— What you should do —
Scan the entries below for the word "soon", then copy each line that holds it.

Data for analysis: Begin

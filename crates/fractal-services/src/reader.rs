//! Remote readers — the request/response capability the loader pulls chunks through.
//!
//! A reader resolves one address to its bytes. It may also serve an aggregated
//! read over many addresses in one round trip; that call can fail as a whole
//! and the loader never relies on it being available.

use std::future::Future;
use std::sync::Arc;

use bytes::Bytes;
use dashmap::DashMap;

use fractal_core::{Address, BatchSlot};

#[derive(Debug, thiserror::Error)]
pub enum ReadError {
    /// Worth retrying: timeouts, rate limits, dropped connections.
    #[error("transient read failure: {0}")]
    Transient(String),
    #[error("chunk {0} not found")]
    NotFound(Address),
    #[error("{0} not supported by this reader")]
    Unsupported(&'static str),
    #[error("i/o error reading {address}: {source}")]
    Io {
        address: Address,
        source: std::io::Error,
    },
}

/// Source of chunk bytes.
pub trait ChunkReader: Send + Sync {
    /// Fetch the byte content stored at `address`.
    fn read(&self, address: &Address) -> impl Future<Output = Result<Bytes, ReadError>> + Send;

    /// Fetch many addresses in one call. Slots are aligned by position with
    /// `addresses` and succeed or fail independently.
    ///
    /// The default reports the capability as unsupported, which sends the
    /// loader down the per-address path.
    fn read_batch(
        &self,
        addresses: &[Address],
    ) -> impl Future<Output = Result<Vec<BatchSlot>, ReadError>> + Send {
        let _ = addresses;
        async { Err(ReadError::Unsupported("batched read")) }
    }
}

impl<R: ChunkReader> ChunkReader for Arc<R> {
    fn read(&self, address: &Address) -> impl Future<Output = Result<Bytes, ReadError>> + Send {
        (**self).read(address)
    }

    fn read_batch(
        &self,
        addresses: &[Address],
    ) -> impl Future<Output = Result<Vec<BatchSlot>, ReadError>> + Send {
        (**self).read_batch(addresses)
    }
}

// ── MemoryReader ──────────────────────────────────────────────────────────────

/// Chunk store held in memory, keyed by content address.
///
/// Cheap to clone; clones share the same map.
#[derive(Clone, Default)]
pub struct MemoryReader {
    chunks: Arc<DashMap<Address, Bytes>>,
}

impl MemoryReader {
    pub fn new() -> Self {
        Self::default()
    }

    /// Store a payload under its content address and return the address.
    pub fn insert(&self, payload: impl Into<Bytes>) -> Address {
        let payload = payload.into();
        let address = Address::for_payload(&payload);
        self.chunks.insert(address, payload);
        address
    }

    /// Store a payload under an explicit address.
    pub fn insert_at(&self, address: Address, payload: impl Into<Bytes>) {
        self.chunks.insert(address, payload.into());
    }

    pub fn remove(&self, address: &Address) -> Option<Bytes> {
        self.chunks.remove(address).map(|(_, v)| v)
    }

    pub fn contains(&self, address: &Address) -> bool {
        self.chunks.contains_key(address)
    }

    pub fn len(&self) -> usize {
        self.chunks.len()
    }

    pub fn is_empty(&self) -> bool {
        self.chunks.is_empty()
    }

    fn lookup(&self, address: &Address) -> Option<Bytes> {
        self.chunks.get(address).map(|entry| entry.value().clone())
    }
}

impl ChunkReader for MemoryReader {
    async fn read(&self, address: &Address) -> Result<Bytes, ReadError> {
        self.lookup(address).ok_or(ReadError::NotFound(*address))
    }

    async fn read_batch(&self, addresses: &[Address]) -> Result<Vec<BatchSlot>, ReadError> {
        Ok(addresses
            .iter()
            .map(|address| match self.lookup(address) {
                Some(data) => BatchSlot::ok(&data),
                None => BatchSlot::failed(),
            })
            .collect())
    }
}
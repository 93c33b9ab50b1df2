//! Site loader — runs one load end to end.
//!
//! resolve → discover → fetch in groups → retry rounds → assemble, then for
//! streaming kinds, hand segments to a consumer as their chunks arrive.
//! Every stage shares one [`LoadSession`], created here and dropped when the
//! load returns.

use std::sync::Arc;

use bytes::Bytes;
use serde::Serialize;
use tokio::sync::broadcast;

use fractal_core::{
    expected_leaf_count, ConfigError, LeafDescriptor, LoaderConfig, Phase, SiteInfo,
};

use crate::assemble::{assemble, IncompleteContentError};
use crate::demux::{DemuxError, SegmentConsumer, SegmentDemuxer};
use crate::discover::{discover, DiscoveryError};
use crate::fetch::{BatchFetcher, FetchReport};
use crate::progress::{ProgressSink, TracingProgress};
use crate::reader::ChunkReader;
use crate::resolver::{ResolveError, SiteResolver};
use crate::retry::RetryCoordinator;
use crate::session::{LoadSession, StatsSnapshot};

#[derive(Debug, thiserror::Error)]
pub enum LoadError {
    #[error("resolving site: {0}")]
    Resolve(#[from] ResolveError),
    #[error("scanning: {0}")]
    Discovery(#[from] DiscoveryError),
    #[error("retrying: {count} leaves unrecoverable after retries")]
    PermanentLeafFailure { count: usize, indices: Vec<usize> },
    #[error("assembling: {0}")]
    Incomplete(#[from] IncompleteContentError),
    #[error("streaming: {0}")]
    Consumer(#[source] DemuxError),
    #[error("cancelled while {phase}")]
    Cancelled { phase: Phase },
}

impl LoadError {
    /// Stage the load was in when it failed.
    pub fn phase(&self) -> Phase {
        match self {
            LoadError::Resolve(_) => Phase::Resolving,
            LoadError::Discovery(_) => Phase::Scanning,
            LoadError::PermanentLeafFailure { .. } => Phase::Retrying,
            LoadError::Incomplete(_) => Phase::Assembling,
            LoadError::Consumer(_) => Phase::Streaming,
            LoadError::Cancelled { phase } => *phase,
        }
    }
}

/// How the content reached the caller.
#[derive(Debug, Clone, PartialEq, Eq, Serialize)]
#[serde(tag = "mode", rename_all = "lowercase")]
pub enum DeliveryMode {
    /// Assembled buffer only.
    Whole,
    /// Every segment went to the consumer, then end of stream.
    Segmented { segments: usize },
    /// Segmenting was abandoned; use the assembled buffer. `released`
    /// segments had already reached the consumer.
    Fallback { reason: String, released: usize },
}

#[derive(Debug, Clone)]
pub struct LoadOutcome {
    /// The assembled content. Always present, whatever the delivery mode.
    pub content: Bytes,
    pub leaves: usize,
    pub mode: DeliveryMode,
    pub stats: StatsSnapshot,
}

pub struct SiteLoader<R> {
    reader: R,
    config: LoaderConfig,
    progress: Arc<dyn ProgressSink>,
}

impl<R: ChunkReader> SiteLoader<R> {
    pub fn new(reader: R, config: LoaderConfig) -> Result<Self, ConfigError> {
        config.validate()?;
        Ok(Self {
            reader,
            config,
            progress: Arc::new(TracingProgress),
        })
    }

    pub fn with_progress(mut self, progress: Arc<dyn ProgressSink>) -> Self {
        self.progress = progress;
        self
    }

    pub fn reader(&self) -> &R {
        &self.reader
    }

    pub fn config(&self) -> &LoaderConfig {
        &self.config
    }

    fn session(&self) -> LoadSession {
        LoadSession::new(self.config.clone(), Arc::clone(&self.progress))
    }

    /// Discover the leaves of `site` without fetching them.
    pub async fn scan(&self, site: &SiteInfo) -> Result<Vec<LeafDescriptor>, LoadError> {
        self.discover_phase(&self.session(), site).await
    }

    /// Load `site` into one buffer, whatever its kind.
    pub async fn load(&self, site: &SiteInfo) -> Result<LoadOutcome, LoadError> {
        self.load_whole(&self.session(), site).await
    }

    /// Load `site`, feeding segments to `consumer` as they complete.
    pub async fn load_streaming<C: SegmentConsumer + ?Sized>(
        &self,
        site: &SiteInfo,
        consumer: &mut C,
    ) -> Result<LoadOutcome, LoadError> {
        self.load_segmented(&self.session(), site, consumer).await
    }

    /// Load `site` the way its content kind asks for: streaming kinds go
    /// through `consumer`, everything else is returned whole.
    pub async fn load_content<C: SegmentConsumer + ?Sized>(
        &self,
        site: &SiteInfo,
        consumer: &mut C,
    ) -> Result<LoadOutcome, LoadError> {
        self.load_in(&self.session(), site, consumer).await
    }

    /// Resolve `id` and load it.
    pub async fn load_site<S: SiteResolver, C: SegmentConsumer + ?Sized>(
        &self,
        resolver: &S,
        id: &str,
        consumer: &mut C,
    ) -> Result<LoadOutcome, LoadError> {
        self.resolve_and_load(&self.session(), resolver, id, consumer)
            .await
    }

    /// [`load_site`](Self::load_site), abandoned as soon as `shutdown` fires.
    /// A closed channel never cancels.
    pub async fn load_until_shutdown<S: SiteResolver, C: SegmentConsumer + ?Sized>(
        &self,
        resolver: &S,
        id: &str,
        consumer: &mut C,
        mut shutdown: broadcast::Receiver<()>,
    ) -> Result<LoadOutcome, LoadError> {
        let session = self.session();
        let cancelled = async {
            if let Err(broadcast::error::RecvError::Closed) = shutdown.recv().await {
                std::future::pending::<()>().await;
            }
        };

        tokio::select! {
            result = self.resolve_and_load(&session, resolver, id, consumer) => result,
            _ = cancelled => {
                let phase = session.phase();
                tracing::info!(site = id, %phase, "load cancelled");
                Err(LoadError::Cancelled { phase })
            }
        }
    }

    // ── Stages ────────────────────────────────────────────────────────────────

    async fn resolve_and_load<S: SiteResolver, C: SegmentConsumer + ?Sized>(
        &self,
        session: &LoadSession,
        resolver: &S,
        id: &str,
        consumer: &mut C,
    ) -> Result<LoadOutcome, LoadError> {
        session.set_phase(Phase::Resolving);
        let site = resolver.resolve(id).await?;
        tracing::info!(
            site = id,
            root = %site.root_address,
            depth = site.depth,
            total_size = site.total_size,
            kind = %site.content_kind,
            "site resolved"
        );
        self.load_in(session, &site, consumer).await
    }

    async fn load_in<C: SegmentConsumer + ?Sized>(
        &self,
        session: &LoadSession,
        site: &SiteInfo,
        consumer: &mut C,
    ) -> Result<LoadOutcome, LoadError> {
        if site.content_kind.is_streaming() {
            self.load_segmented(session, site, consumer).await
        } else {
            self.load_whole(session, site).await
        }
    }

    async fn discover_phase(
        &self,
        session: &LoadSession,
        site: &SiteInfo,
    ) -> Result<Vec<LeafDescriptor>, LoadError> {
        session.set_phase(Phase::Scanning);
        let leaves = discover(&self.reader, session, site.root_address, site.depth).await?;

        if site.total_size > 0 {
            let expected = expected_leaf_count(site.total_size, self.config.chunk_size);
            if expected != leaves.len() as u64 {
                tracing::warn!(
                    expected,
                    discovered = leaves.len(),
                    total_size = site.total_size,
                    "leaf count differs from size hint"
                );
            }
        }
        Ok(leaves)
    }

    /// Give failed leaves their retry rounds. Returns the leaves recovered,
    /// in index order.
    async fn retry_phase(
        &self,
        session: &LoadSession,
        report: &mut FetchReport,
    ) -> Result<Vec<LeafDescriptor>, LoadError> {
        if report.failed.is_empty() {
            return Ok(Vec::new());
        }
        session.set_phase(Phase::Retrying);

        let mut failed = std::mem::take(&mut report.failed);
        failed.sort_by_key(|leaf| leaf.index);
        let outcome = RetryCoordinator::new(&self.reader, session)
            .retry(failed.clone(), &mut report.results)
            .await;

        if !outcome.is_complete() {
            let indices: Vec<usize> = outcome.permanent.iter().map(|leaf| leaf.index).collect();
            tracing::error!(count = indices.len(), ?indices, "leaves failed permanently");
            return Err(LoadError::PermanentLeafFailure {
                count: indices.len(),
                indices,
            });
        }
        Ok(failed)
    }

    fn assemble_phase(
        &self,
        session: &LoadSession,
        site: &SiteInfo,
        report: &FetchReport,
        total_leaves: usize,
    ) -> Result<Bytes, LoadError> {
        session.set_phase(Phase::Assembling);
        let content = assemble(&report.results, total_leaves)?;
        if site.total_size > 0 && content.len() as u64 != site.total_size {
            tracing::warn!(
                assembled = content.len(),
                hint = site.total_size,
                "assembled size differs from size hint"
            );
        }
        Ok(content)
    }

    async fn load_whole(
        &self,
        session: &LoadSession,
        site: &SiteInfo,
    ) -> Result<LoadOutcome, LoadError> {
        let leaves = self.discover_phase(session, site).await?;

        session.set_phase(Phase::Loading);
        let mut report = BatchFetcher::new(&self.reader, session)
            .fetch_all(&leaves)
            .await;
        self.retry_phase(session, &mut report).await?;
        let content = self.assemble_phase(session, site, &report, leaves.len())?;

        tracing::info!(bytes = content.len(), leaves = leaves.len(), "load complete");
        Ok(LoadOutcome {
            content,
            leaves: leaves.len(),
            mode: DeliveryMode::Whole,
            stats: session.stats().snapshot(),
        })
    }

    async fn load_segmented<C: SegmentConsumer + ?Sized>(
        &self,
        session: &LoadSession,
        site: &SiteInfo,
        consumer: &mut C,
    ) -> Result<LoadOutcome, LoadError> {
        let leaves = self.discover_phase(session, site).await?;

        let hint = (site.total_size > 0).then_some(site.total_size);
        let mut feed = SegmentFeed::new(SegmentDemuxer::from_config(&self.config, hint));

        session.set_phase(Phase::Loading);
        let mut report = BatchFetcher::new(&self.reader, session)
            .fetch_all_with(&leaves, |group| {
                for (index, data) in group.successes() {
                    feed.push(index, data.clone(), consumer)?;
                }
                Ok::<(), LoadError>(())
            })
            .await?;

        let recovered = self.retry_phase(session, &mut report).await?;
        for leaf in recovered {
            if let Some(data) = report.results.get(&leaf.index).and_then(|r| r.data()) {
                feed.push(leaf.index, data.clone(), consumer)?;
            }
        }

        let content = self.assemble_phase(session, site, &report, leaves.len())?;

        session.set_phase(Phase::Streaming);
        let mode = feed.finish(consumer)?;
        tracing::info!(bytes = content.len(), leaves = leaves.len(), ?mode, "streaming load complete");
        Ok(LoadOutcome {
            content,
            leaves: leaves.len(),
            mode,
            stats: session.stats().snapshot(),
        })
    }
}

/// Demultiplexer that switches itself off on the first recoverable error.
struct SegmentFeed {
    demux: SegmentDemuxer,
    fallback: Option<String>,
}

impl SegmentFeed {
    fn new(demux: SegmentDemuxer) -> Self {
        Self {
            demux,
            fallback: None,
        }
    }

    fn push<C: SegmentConsumer + ?Sized>(
        &mut self,
        index: usize,
        data: Bytes,
        consumer: &mut C,
    ) -> Result<(), LoadError> {
        if self.fallback.is_some() {
            return Ok(());
        }
        let result = self.demux.push_chunk(index, data, consumer).map(|_| ());
        self.absorb(result)
    }

    fn finish<C: SegmentConsumer + ?Sized>(
        mut self,
        consumer: &mut C,
    ) -> Result<DeliveryMode, LoadError> {
        if self.fallback.is_none() {
            let result = self.demux.finish(consumer);
            self.absorb(result)?;
        }
        Ok(match self.fallback {
            Some(reason) => DeliveryMode::Fallback {
                reason,
                released: self.demux.released(),
            },
            None => DeliveryMode::Segmented {
                segments: self.demux.released(),
            },
        })
    }

    fn absorb(&mut self, result: Result<(), DemuxError>) -> Result<(), LoadError> {
        match result {
            Ok(()) => Ok(()),
            Err(e) if e.allows_fallback() => {
                tracing::warn!(error = %e, "segmented delivery abandoned, using whole buffer");
                self.fallback = Some(e.to_string());
                Ok(())
            }
            Err(e) => Err(LoadError::Consumer(e)),
        }
    }
}
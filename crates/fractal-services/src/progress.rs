//! Progress sink — fire-and-forget events describing how far a load has got.
//!
//! Nothing in the loader depends on a sink accepting an event. Sinks must not
//! block: they are called from inside the fetch loop.

use serde::Serialize;
use tokio::sync::mpsc;

/// One progress observation. Serialized with a `phase` tag.
#[derive(Debug, Clone, PartialEq, Eq, Serialize)]
#[serde(tag = "phase", rename_all = "lowercase")]
pub enum ProgressEvent {
    /// A branch node was read during discovery.
    Scan {
        depth: u32,
        children: usize,
        nodes_read: u64,
    },
    /// A fetch group is about to be requested. `group_end` is exclusive.
    Load {
        group_start: usize,
        group_end: usize,
        total_leaves: usize,
        batched: bool,
    },
    /// A retry round is about to start.
    Retry {
        round: u32,
        max_rounds: u32,
        pending: usize,
    },
}

pub trait ProgressSink: Send + Sync {
    fn emit(&self, event: ProgressEvent);
}

/// Discards every event.
#[derive(Debug, Default, Clone, Copy)]
pub struct NoopProgress;

impl ProgressSink for NoopProgress {
    fn emit(&self, _event: ProgressEvent) {}
}

/// Turns events into log lines.
#[derive(Debug, Default, Clone, Copy)]
pub struct TracingProgress;

impl ProgressSink for TracingProgress {
    fn emit(&self, event: ProgressEvent) {
        match event {
            ProgressEvent::Scan {
                depth,
                children,
                nodes_read,
            } => {
                tracing::debug!(depth, children, nodes_read, "scanning");
            }
            ProgressEvent::Load {
                group_start,
                group_end,
                total_leaves,
                batched,
            } => {
                tracing::info!(
                    group_start,
                    group_end,
                    total_leaves,
                    multicall = batched,
                    "loading"
                );
            }
            ProgressEvent::Retry {
                round,
                max_rounds,
                pending,
            } => {
                tracing::info!(round, max_rounds, pending, "retrying");
            }
        }
    }
}

/// Forwards events over a channel. Events are dropped once the receiver is gone.
#[derive(Debug, Clone)]
pub struct ChannelProgress {
    tx: mpsc::UnboundedSender<ProgressEvent>,
}

impl ChannelProgress {
    pub fn new() -> (Self, mpsc::UnboundedReceiver<ProgressEvent>) {
        let (tx, rx) = mpsc::unbounded_channel();
        (Self { tx }, rx)
    }
}

impl ProgressSink for ChannelProgress {
    fn emit(&self, event: ProgressEvent) {
        let _ = self.tx.send(event);
    }
}
//! Batch fetcher — pulls leaf payloads in fixed-size groups.
//!
//! Each group is requested with one aggregated read when enabled. If that
//! call still fails after its own backoff, or aggregation is off, every leaf
//! in the group is read on its own, in order. Failures are recorded per leaf
//! and handed back for the retry coordinator; they never abort the pass.

use std::collections::BTreeMap;
use std::convert::Infallible;

use bytes::Bytes;

use fractal_core::{Address, FetchResult, LeafDescriptor};

use crate::progress::ProgressEvent;
use crate::reader::{ChunkReader, ReadError};
use crate::session::LoadSession;

/// Per-leaf results of a fetch pass, keyed by leaf index, plus the leaves
/// that failed, in index order.
#[derive(Debug, Default)]
pub struct FetchReport {
    pub results: BTreeMap<usize, FetchResult>,
    pub failed: Vec<LeafDescriptor>,
}

impl FetchReport {
    fn record(&mut self, leaf: LeafDescriptor, result: FetchResult) {
        if !result.is_success() {
            self.failed.push(leaf);
        }
        self.results.insert(leaf.index, result);
    }

    /// Fold another report into this one.
    pub fn merge(&mut self, other: FetchReport) {
        self.results.extend(other.results);
        self.failed.extend(other.failed);
    }

    /// Successful payloads in leaf order.
    pub fn successes(&self) -> impl Iterator<Item = (usize, &Bytes)> {
        self.results
            .iter()
            .filter_map(|(index, result)| result.data().map(|data| (*index, data)))
    }
}

pub struct BatchFetcher<'a, R> {
    reader: &'a R,
    session: &'a LoadSession,
}

impl<'a, R: ChunkReader> BatchFetcher<'a, R> {
    pub fn new(reader: &'a R, session: &'a LoadSession) -> Self {
        Self { reader, session }
    }

    /// Fetch every leaf, group by group, pausing between groups.
    pub async fn fetch_all(&self, leaves: &[LeafDescriptor]) -> FetchReport {
        match self
            .fetch_all_with(leaves, |_| Ok::<(), Infallible>(()))
            .await
        {
            Ok(report) => report,
            Err(never) => match never {},
        }
    }

    /// Like [`fetch_all`](Self::fetch_all), handing each group's report to
    /// `on_group` as soon as the group completes. An error from `on_group`
    /// stops the pass.
    pub async fn fetch_all_with<E>(
        &self,
        leaves: &[LeafDescriptor],
        mut on_group: impl FnMut(&FetchReport) -> Result<(), E>,
    ) -> Result<FetchReport, E> {
        let batch_size = self.session.config().batch_size.max(1);
        let mut report = FetchReport::default();

        for (n, group) in leaves.chunks(batch_size).enumerate() {
            if n > 0 {
                tokio::time::sleep(self.session.config().group_pause()).await;
            }
            let group_report = self.fetch_group(group, leaves.len()).await;
            on_group(&group_report)?;
            report.merge(group_report);
        }

        if !report.failed.is_empty() {
            tracing::warn!(
                failed = report.failed.len(),
                total = leaves.len(),
                "fetch pass finished with failures"
            );
        }
        Ok(report)
    }

    /// Fetch one group. `total_leaves` is only used for progress reporting.
    pub async fn fetch_group(&self, group: &[LeafDescriptor], total_leaves: usize) -> FetchReport {
        let (Some(first), Some(last)) = (group.first(), group.last()) else {
            return FetchReport::default();
        };

        let batched = self.session.config().use_batched_reader;
        self.session.emit(ProgressEvent::Load {
            group_start: first.index,
            group_end: last.index + 1,
            total_leaves,
            batched,
        });
        self.session.stats().record_group();

        if batched {
            match self.fetch_batched(group).await {
                Ok(report) => return report,
                Err(e) => {
                    self.session.stats().record_fallback();
                    tracing::warn!(
                        group_start = first.index,
                        group_end = last.index + 1,
                        error = %e,
                        "batched read failed, falling back to individual reads"
                    );
                }
            }
        }
        self.fetch_individually(group).await
    }

    async fn fetch_batched(&self, group: &[LeafDescriptor]) -> Result<FetchReport, ReadError> {
        let addresses: Vec<Address> = group.iter().map(|leaf| leaf.address).collect();
        let addresses = &addresses;
        let reader = self.reader;

        let slots = self
            .session
            .config()
            .batch_backoff
            .run("batched read", || async move {
                let slots = reader.read_batch(addresses).await?;
                if slots.len() != addresses.len() {
                    return Err(ReadError::Transient(format!(
                        "batch returned {} slots for {} addresses",
                        slots.len(),
                        addresses.len()
                    )));
                }
                Ok(slots)
            })
            .await?;

        let mut report = FetchReport::default();
        for (leaf, slot) in group.iter().zip(slots) {
            let result = match slot.decode() {
                Ok(data) => {
                    self.session.stats().record_fetched(data.len());
                    FetchResult::Success { data }
                }
                Err(e) => {
                    self.session.stats().record_failure();
                    tracing::debug!(index = leaf.index, address = %leaf.address, error = %e, "batch slot failed");
                    FetchResult::Failure {
                        reason: e.to_string(),
                    }
                }
            };
            report.record(*leaf, result);
        }
        Ok(report)
    }

    async fn fetch_individually(&self, group: &[LeafDescriptor]) -> FetchReport {
        let mut report = FetchReport::default();
        for leaf in group {
            let result = fetch_leaf(self.reader, self.session, leaf).await;
            report.record(*leaf, result);
        }
        report
    }
}

/// Read a single leaf with the leaf backoff policy.
pub(crate) async fn fetch_leaf<R: ChunkReader>(
    reader: &R,
    session: &LoadSession,
    leaf: &LeafDescriptor,
) -> FetchResult {
    let address = leaf.address;
    let outcome = session
        .config()
        .leaf_backoff
        .run("read leaf", || async move { reader.read(&address).await })
        .await;

    match outcome {
        Ok(data) => {
            session.stats().record_fetched(data.len());
            FetchResult::Success { data }
        }
        Err(e) => {
            session.stats().record_failure();
            tracing::debug!(index = leaf.index, address = %address, error = %e, "leaf read failed");
            FetchResult::Failure {
                reason: e.to_string(),
            }
        }
    }
}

Data for analysis: End

— Result —
    /// [`load_site`](Self::load_site), abandoned as soon as `shutdown` fires.
    /// `on_group` as soon as the group completes. An error from `on_group`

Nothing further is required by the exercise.